Joshua J. Lynch, D.O.

Emergency doctor and medical director for Mercy Flight of Western New York shares experience of how he and his team deal with opioids patients who land in the ER

By Chris Motola

Q: What does your day-to-day look like?

A: I’m an emergency physician and I also do emergency medical services, like pre-hospital care stuff. I work at a variety of hospitals, mainly for Kaleida Health and Erie County Medical Center. My clinical practice reaches from community hospitals to downtown hospitals. I’m also an assistant professor at the University of Buffalo. I’m also the assistant medical director for Mercy Flight. We also have five helicopters and a Learjet. We do inter-facility transports. I’m also working a lot on addictions and the opioid crisis.
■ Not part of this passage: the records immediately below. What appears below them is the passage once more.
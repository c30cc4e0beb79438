use criterion::{black_box, criterion_group, criterion_main, Criterion};
use fair_settlement::core::ledger::OperationSource;
use fair_settlement::core::vendor::{MembershipTier, VendorId};
use fair_settlement::settlement::calculator::SettlementCalculator;
use fair_settlement::settlement::fair::FairSummary;
use fair_settlement::simulation::generator::{generate_fair, GeneratorConfig};

fn bench_single_vendor_1000_operations(c: &mut Criterion) {
    let config = GeneratorConfig {
        vendor_count: 1,
        operations_per_vendor: 1000,
        ..Default::default()
    };
    let ledger = generate_fair(&config).expect("generated fair");
    let ops = ledger.operations_for(&config.event, &VendorId::new("V-000"));
    let calculator = SettlementCalculator::default();

    c.bench_function("settle_vendor_1000_operations", |b| {
        b.iter(|| calculator.calculate(black_box(ops.iter().copied()), MembershipTier::Member))
    });
}

fn bench_fair_50_vendors(c: &mut Criterion) {
    let config = GeneratorConfig {
        vendor_count: 50,
        operations_per_vendor: 40,
        ..Default::default()
    };
    let ledger = generate_fair(&config).expect("generated fair");
    let calculator = SettlementCalculator::default();

    c.bench_function("fair_summary_50_vendors", |b| {
        b.iter(|| FairSummary::build(black_box(&ledger), &calculator, &config.event))
    });
}

criterion_group!(
    benches,
    bench_single_vendor_1000_operations,
    bench_fair_50_vendors
);
criterion_main!(benches);
//! Summarise a generated fair.
//!
//! Generates random vendors and sales, then prints every vendor's
//! balance and what the association collects or pays out overall.

use fair_settlement::core::money::format_brl;
use fair_settlement::prelude::*;
use fair_settlement::simulation::generator::{generate_fair, GeneratorConfig};

fn main() {
    let config = GeneratorConfig {
        vendor_count: 8,
        operations_per_vendor: 15,
        ..Default::default()
    };
    let ledger = generate_fair(&config).expect("generated fair");

    let summary = FairSummary::build(&ledger, &SettlementCalculator::default(), &config.event);
    println!("{}", summary);
    println!(
        "Net due to association: {}",
        format_brl(summary.net_due_to_association())
    );
    println!("Consistent:             {}", summary.is_consistent());
}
Those are kind of my main things.

Q: In what capacity are you usually dealing with opioid patients?

A: I’m seeing them in the ER mostly. So most of them will be coming in with withdrawal symptoms or they’ve overdosed. The way I look at it, the people I’m seeing usually aren’t the ones in counseling or in treatment, so this might be the only opportunity this person’s had to interact with a medical professional, especially if they’ve overdosed. So I take that time that I have with them very seriously and try to affect some change on them. So I’ll offer them some medical advice, but also try to offer them an opportunity to get connected to a treatment provider to help continue their care.

Q: Are they mostly abusing prescription drugs?

A: That’s how most of it starts, although people get into heroin or fetanyl pretty easily. Actually, the majority of cases lately are people injecting fetanyl, thinking it’s heroin.

Q: What are you able to do for these patients, in terms of interventions?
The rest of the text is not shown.